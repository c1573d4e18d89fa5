//! Notification dispatcher
//!
//! Fans one domain event out to every channel the tenant has enabled. The
//! caller gets a [`DispatchHandle`] back immediately; the fan-out runs on a
//! detached task and each channel runs on its own task, so a failing or
//! panicking channel affects neither its siblings nor the caller.

use opsline_events::{DomainEvent, Fields};
use std::collections::HashMap;
use std::sync::Arc;
use tokio::runtime::Handle;
use tokio::task::JoinHandle;
use tracing::{debug, error, info, warn};
use uuid::Uuid;

use crate::{ChannelKind, ChannelPreferences, NotificationChannel};

/// What happened on one channel.
#[derive(Debug, Clone, PartialEq, Eq)]
pub enum ChannelOutcome {
    Delivered,
    Failed(String),
    /// Enabled by the tenant but no channel is registered for the kind
    Unavailable,
}

/// Summary of one dispatch.
#[derive(Debug, Clone, PartialEq, Eq)]
pub struct DispatchReport {
    pub event_id: Uuid,
    pub tenant_id: String,
    pub event_type: String,
    /// Outcome per enabled channel, in channel order
    pub outcomes: Vec<(ChannelKind, ChannelOutcome)>,
    /// Set when the fan-out itself could not run
    pub aborted: Option<String>,
}

impl DispatchReport {
    fn new(event: &DomainEvent) -> Self {
        Self {
            event_id: event.event_id,
            tenant_id: event.tenant_id.clone(),
            event_type: event.event_type.clone(),
            outcomes: Vec::new(),
            aborted: None,
        }
    }

    fn aborted(event: &DomainEvent, reason: impl Into<String>) -> Self {
        Self {
            aborted: Some(reason.into()),
            ..Self::new(event)
        }
    }

    /// Outcome for a channel, if it was enabled
    pub fn outcome(&self, kind: ChannelKind) -> Option<&ChannelOutcome> {
        self.outcomes
            .iter()
            .find(|(k, _)| *k == kind)
            .map(|(_, outcome)| outcome)
    }

    /// Channels that delivered
    pub fn delivered(&self) -> Vec<ChannelKind> {
        self.outcomes
            .iter()
            .filter(|(_, outcome)| *outcome == ChannelOutcome::Delivered)
            .map(|(kind, _)| *kind)
            .collect()
    }

    /// Channels that failed
    pub fn failed(&self) -> Vec<ChannelKind> {
        self.outcomes
            .iter()
            .filter(|(_, outcome)| matches!(outcome, ChannelOutcome::Failed(_)))
            .map(|(kind, _)| *kind)
            .collect()
    }

    /// Whether every enabled channel delivered
    pub fn all_delivered(&self) -> bool {
        self.aborted.is_none()
            && self
                .outcomes
                .iter()
                .all(|(_, outcome)| *outcome == ChannelOutcome::Delivered)
    }
}

/// Handle to a detached dispatch.
///
/// Dropping it leaves the dispatch running.
#[derive(Debug)]
pub struct DispatchHandle {
    event: Arc<DomainEvent>,
    task: Option<JoinHandle<DispatchReport>>,
}

impl DispatchHandle {
    /// ID of the event being dispatched
    pub fn event_id(&self) -> Uuid {
        self.event.event_id
    }

    /// Whether the dispatch has finished
    pub fn is_finished(&self) -> bool {
        self.task.as_ref().is_none_or(JoinHandle::is_finished)
    }

    /// Wait for the dispatch and return its report.
    pub async fn wait(self) -> DispatchReport {
        let Some(task) = self.task else {
            return DispatchReport::aborted(&self.event, "no async runtime");
        };

        match task.await {
            Ok(report) => report,
            Err(e) => {
                error!(event_id = %self.event.event_id, error = %e, "dispatch task failed");
                DispatchReport::aborted(&self.event, e.to_string())
            }
        }
    }
}

/// Fans domain events out to notification channels.
#[derive(Clone)]
pub struct NotificationDispatcher {
    preferences: Arc<dyn ChannelPreferences>,
    channels: Arc<HashMap<ChannelKind, Arc<dyn NotificationChannel>>>,
}

impl NotificationDispatcher {
    /// Start building a dispatcher
    pub fn builder(preferences: Arc<dyn ChannelPreferences>) -> NotificationDispatcherBuilder {
        NotificationDispatcherBuilder {
            preferences,
            channels: HashMap::new(),
        }
    }

    /// Registered channel kinds, sorted
    pub fn channel_kinds(&self) -> Vec<ChannelKind> {
        let mut kinds: Vec<_> = self.channels.keys().copied().collect();
        kinds.sort();
        kinds
    }

    /// Dispatch an event on a detached task.
    ///
    /// Never fails and never blocks on channel work. Must be called from
    /// within a Tokio runtime; without one the event is dropped and logged.
    pub fn dispatch(&self, event: DomainEvent) -> DispatchHandle {
        let event = Arc::new(event);

        let task = match Handle::try_current() {
            Ok(runtime) => {
                let dispatcher = self.clone();
                let event = event.clone();
                Some(runtime.spawn(async move { dispatcher.fan_out(event).await }))
            }
            Err(_) => {
                error!(
                    event_id = %event.event_id,
                    event_type = %event.event_type,
                    "dispatch called outside a runtime; event dropped"
                );
                None
            }
        };

        DispatchHandle { event, task }
    }

    /// Build an event from display fields and dispatch it.
    pub fn notify(
        &self,
        tenant_id: impl Into<String>,
        event_type: impl Into<String>,
        entity_id: impl Into<String>,
        fields: Fields,
    ) -> DispatchHandle {
        self.dispatch(opsline_events::build(event_type, tenant_id, entity_id, fields))
    }

    /// Run the fan-out to completion on the current task.
    pub async fn dispatch_and_wait(&self, event: DomainEvent) -> DispatchReport {
        self.fan_out(Arc::new(event)).await
    }

    async fn fan_out(&self, event: Arc<DomainEvent>) -> DispatchReport {
        let enabled = match self
            .preferences
            .enabled_channels(&event.tenant_id, &event.event_type)
            .await
        {
            Ok(enabled) => enabled,
            Err(e) => {
                error!(
                    tenant_id = %event.tenant_id,
                    event_type = %event.event_type,
                    error = %e,
                    "could not resolve channel preferences"
                );
                return DispatchReport::aborted(&event, e.to_string());
            }
        };

        let mut report = DispatchReport::new(&event);
        if enabled.is_empty() {
            debug!(
                tenant_id = %event.tenant_id,
                event_type = %event.event_type,
                "no channels enabled"
            );
            return report;
        }

        let mut tasks = Vec::new();
        for kind in enabled {
            match self.channels.get(&kind) {
                Some(channel) => {
                    let channel = channel.clone();
                    let event = event.clone();
                    tasks.push((
                        kind,
                        tokio::spawn(async move { channel.deliver(&event).await }),
                    ));
                }
                None => {
                    warn!(
                        tenant_id = %event.tenant_id,
                        channel = %kind,
                        "channel enabled but not registered"
                    );
                    report.outcomes.push((kind, ChannelOutcome::Unavailable));
                }
            }
        }

        for (kind, task) in tasks {
            let outcome = match task.await {
                Ok(Ok(())) => {
                    debug!(tenant_id = %event.tenant_id, channel = %kind, "channel delivered");
                    ChannelOutcome::Delivered
                }
                Ok(Err(e)) => {
                    error!(
                        tenant_id = %event.tenant_id,
                        event_type = %event.event_type,
                        channel = %kind,
                        error = %e,
                        "channel delivery failed"
                    );
                    ChannelOutcome::Failed(e.to_string())
                }
                Err(e) => {
                    error!(
                        tenant_id = %event.tenant_id,
                        event_type = %event.event_type,
                        channel = %kind,
                        error = %e,
                        "channel task panicked"
                    );
                    ChannelOutcome::Failed(e.to_string())
                }
            };
            report.outcomes.push((kind, outcome));
        }
        report.outcomes.sort_by_key(|(kind, _)| *kind);

        info!(
            tenant_id = %event.tenant_id,
            event_type = %event.event_type,
            event_id = %event.event_id,
            delivered = report.delivered().len(),
            failed = report.failed().len(),
            "event dispatched"
        );
        report
    }
}

/// Builder for [`NotificationDispatcher`]
pub struct NotificationDispatcherBuilder {
    preferences: Arc<dyn ChannelPreferences>,
    channels: HashMap<ChannelKind, Arc<dyn NotificationChannel>>,
}

impl NotificationDispatcherBuilder {
    /// Register a channel, replacing any channel of the same kind
    pub fn channel(mut self, channel: impl NotificationChannel + 'static) -> Self {
        self.channels.insert(channel.kind(), Arc::new(channel));
        self
    }

    /// Register a shared channel
    pub fn shared_channel(mut self, channel: Arc<dyn NotificationChannel>) -> Self {
        self.channels.insert(channel.kind(), channel);
        self
    }

    /// Build the dispatcher
    pub fn build(self) -> NotificationDispatcher {
        NotificationDispatcher {
            preferences: self.preferences,
            channels: Arc::new(self.channels),
        }
    }
}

= = = = =

**GOAL OF THE EXERCISE**.
Look through the entries above; copy each line where the string "Option" appears.

**EXERCISE SOLUTION**.
    pub aborted: Option<String>,
    pub fn outcome(&self, kind: ChannelKind) -> Option<&ChannelOutcome> {
    task: Option<JoinHandle<DispatchReport>>,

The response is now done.